Mary made a home for Jesus. While it is certainly meet and right that we honor her for being the theotokos, the God-bearer, this is not the only reason that all generations call her blessed. We also properly revere her for being, in the best sense of the word, a home-maker. Mary made a home for Jesus. She made a home for Jesus first in her womb, a marvelous act of generosity and hospitality on her part, given the circumstances of her life. And then she, with Joseph, made a home for Jesus in the “holy house” of Nazareth, the template for the “holy house” that Lady Richeldis would build in Walsingham a thousand years later.  And, if we can allow ourselves a gesture in a yet more mystical direction, Mary makes a home for Jesus by becoming, in her own person, a microcosm of the Church. To borrow language from the world of technology, if the Church is a collection of files, Mary is a ZIP folder into which all those files are compressed, making them transportable and shareable, and, thereby available, manifest, accessible. The Church is the household of faith, St Paul tells us, and Mary is, quite literally, the “lady of the house,” the home-maker. She is, indeed, “Our Lady.”
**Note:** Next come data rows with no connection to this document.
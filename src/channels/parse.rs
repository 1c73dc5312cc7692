//! Raw RFC 5322 message → triage `Message`.
//!
//! `mail-parser` handles headers and MIME bodies; this module only picks
//! what triage needs out of them.

use chrono::{DateTime, Utc};
use mail_parser::MessageParser;
use uuid::Uuid;

use crate::pipeline::types::{Message, normalize_address};

/// Snippet length in characters.
const SNIPPET_CHARS: usize = 200;

/// Build a triage message from a raw RFC 822 blob fetched under `id`.
///
/// Returns `None` when the bytes are not a parseable message.
pub fn parse_message(id: &str, raw: &[u8]) -> Option<Message> {
    let parsed = MessageParser::default().parse(raw)?;

    let from = parsed.from().and_then(|addr| addr.first());
    let sender = from
        .and_then(|a| a.address())
        .map(normalize_address)
        .unwrap_or_else(|| "unknown".into());
    let sender_name = from
        .and_then(|a| a.name())
        .map(|n| n.trim().to_string())
        .filter(|n| !n.is_empty());

    let subject = parsed.subject().unwrap_or_default().trim().to_string();

    let body = if let Some(text) = parsed.body_text(0) {
        text.to_string()
    } else if let Some(html) = parsed.body_html(0) {
        strip_html(html.as_ref())
    } else {
        String::new()
    };

    let thread_id = thread_id(&parsed).unwrap_or_else(|| format!("gen-{}", Uuid::new_v4()));

    let received_at = parsed
        .date()
        .and_then(|d| DateTime::<Utc>::from_timestamp(d.to_timestamp(), 0))
        .unwrap_or_else(Utc::now);

    Some(Message {
        id: id.to_string(),
        sender,
        sender_name,
        subject,
        snippet: snippet(&body),
        thread_id,
        received_at,
        has_unsubscribe: !parsed.list_unsubscribe().is_empty(),
        disposition: None,
    })
}

/// Thread id: first `References` id, else `In-Reply-To`, else own id.
fn thread_id(parsed: &mail_parser::Message<'_>) -> Option<String> {
    [parsed.references(), parsed.in_reply_to()]
        .into_iter()
        .find_map(|h| h.as_text_list().and_then(|ids| ids.first()))
        .map(|id| id.trim().to_string())
        .or_else(|| parsed.message_id().map(str::to_string))
        .filter(|id| !id.is_empty())
}

/// Quote-stripped, whitespace-collapsed opening of the body.
pub fn snippet(body: &str) -> String {
    let text = strip_quoted_text(body);
    let collapsed = text.split_whitespace().collect::<Vec<_>>().join(" ");
    if collapsed.chars().count() <= SNIPPET_CHARS {
        collapsed
    } else {
        let cut: String = collapsed.chars().take(SNIPPET_CHARS).collect();
        format!("{}...", cut.trim_end())
    }
}

/// Strip HTML tags (basic).
pub fn strip_html(html: &str) -> String {
    let mut result = String::new();
    let mut in_tag = false;
    for ch in html.chars() {
        match ch {
            '<' => in_tag = true,
            '>' => in_tag = false,
            _ if !in_tag => result.push(ch),
            _ => {}
        }
    }
    result.split_whitespace().collect::<Vec<_>>().join(" ")
}

/// Drop quoted reply lines and everything after an attribution line.
pub fn strip_quoted_text(body: &str) -> String {
    let mut result = Vec::new();
    for line in body.lines() {
        let trimmed = line.trim();
        if trimmed.starts_with('>') {
            continue;
        }
        // "On Mon, Jan 1, 2026 at 10:00 AM Alice <alice@ex.com> wrote:"
        if trimmed.starts_with("On ") && trimmed.ends_with("wrote:") {
            break;
        }
        if trimmed.starts_with("---") && trimmed.contains("Original Message") {
            break;
        }
        result.push(line);
    }
    while result.last().is_some_and(|l| l.trim().is_empty()) {
        result.pop();
    }
    result.join("\n")
}

#[cfg(test)]
mod tests {
    use super::*;

    const NEWSLETTER: &str = "From: Shop & Co <Deals@Shop.com>\r\n\
To: me@example.com\r\n\
Subject: Weekend sale\r\n\
Date: Sat, 07 Mar 2026 09:30:00 +0000\r\n\
Message-ID: <abc123@shop.com>\r\n\
List-Unsubscribe: <https://shop.com/unsub>\r\n\
\r\n\
Everything is 50% off this weekend.\r\n";

    const REPLY: &str = "From: alice@example.com\r\n\
Subject: Re: Lunch\r\n\
Message-ID: <r2@example.com>\r\n\
In-Reply-To: <r1@example.com>\r\n\
References: <root@example.com>\r\n\
\x20<r1@example.com>\r\n\
\r\n\
Sure, noon works.\r\n\
\r\n\
On Fri, Mar 6, 2026 at 10:00 AM Bob <bob@example.com> wrote:\r\n\
> Lunch tomorrow?\r\n";

    #[test]
    fn parses_newsletter_headers() {
        let msg = parse_message("42", NEWSLETTER.as_bytes()).unwrap();
        assert_eq!(msg.id, "42");
        assert_eq!(msg.sender, "deals@shop.com");
        assert_eq!(msg.sender_name.as_deref(), Some("Shop & Co"));
        assert_eq!(msg.subject, "Weekend sale");
        assert_eq!(msg.thread_id, "abc123@shop.com");
        assert!(msg.has_unsubscribe);
        assert_eq!(msg.snippet, "Everything is 50% off this weekend.");
        assert_eq!(msg.received_at.to_rfc3339(), "2026-03-07T09:30:00+00:00");
    }

    #[test]
    fn thread_id_prefers_first_reference() {
        let msg = parse_message("7", REPLY.as_bytes()).unwrap();
        assert_eq!(msg.thread_id, "root@example.com");
        assert!(!msg.has_unsubscribe);
        assert_eq!(msg.snippet, "Sure, noon works.");
    }

    #[test]
    fn thread_id_falls_back_to_in_reply_to() {
        let raw = "From: a@x.com\r\n\
Subject: Re: hi\r\n\
Message-ID: <me@x.com>\r\n\
In-Reply-To: <parent@x.com>\r\n\
\r\n\
ok\r\n";
        let msg = parse_message("1", raw.as_bytes()).unwrap();
        assert_eq!(msg.thread_id, "parent@x.com");
    }

    #[test]
    fn thread_id_is_generated_without_any_ids() {
        let raw = "From: a@x.com\r\nSubject: hi\r\n\r\nbody\r\n";
        let msg = parse_message("1", raw.as_bytes()).unwrap();
        assert!(msg.thread_id.starts_with("gen-"));
    }

    #[test]
    fn folded_unsubscribe_header_is_detected() {
        let raw = "From: news@list.com\r\n\
Subject: Digest\r\n\
List-Unsubscribe:\r\n\
\x20<mailto:leave@list.com>,\r\n\
\x20<https://list.com/unsub>\r\n\
\r\n\
body\r\n";
        let msg = parse_message("3", raw.as_bytes()).unwrap();
        assert!(msg.has_unsubscribe);
    }

    #[test]
    fn snippet_is_capped() {
        let long = "word ".repeat(100);
        let s = snippet(&long);
        assert!(s.ends_with("..."));
        assert!(s.chars().count() <= SNIPPET_CHARS + 3);
    }

    #[test]
    fn strip_html_basic() {
        assert_eq!(
            strip_html("<div><b>Bold</b> and <i>italic</i></div>"),
            "Bold and italic"
        );
    }

    #[test]
    fn strip_quotes_and_separator() {
        assert_eq!(
            strip_quoted_text("Line 1\n> quoted\nLine 2\n> more\nLine 3"),
            "Line 1\nLine 2\nLine 3"
        );
        assert_eq!(
            strip_quoted_text("My reply\n\n--- Original Message ---\nOld stuff"),
            "My reply"
        );
    }
}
Of course, then, as children of the household, Mary invites us to imitate her in her discipleship as a home-maker. She sanctifies “making a home” as a holy vocation, a sacred calling.  In our life together in the household—in our worship, particularly at the Mass, in our fellowship, the community we form with one another, in the moral and political decisions we make—we welcome Jesus into our lives, making a home for him in our going out and our coming in, our waking and our sleeping, our words and our actions.  And then, even as Mary made a home for Jesus, we, as the Body of her Son, the one whom she bore and raised, we have an opportunity to make a home for the “homeless” of the world. I speak not only of those who are physically homeless, although they are always first in the imagination of our hearts, but of all who lack the emotional security, the mental nourishment, and the spiritual formation of a proper home, all who are rootless, directionless, purposeless. For them, for these “poor” ones, we have gospel, we have good news. We can offer them redemption for the past, meaning for the present, and hope for the future. We can offer them a home.

Our Lady of Walsingham, home-maker,  pray for us. Amen.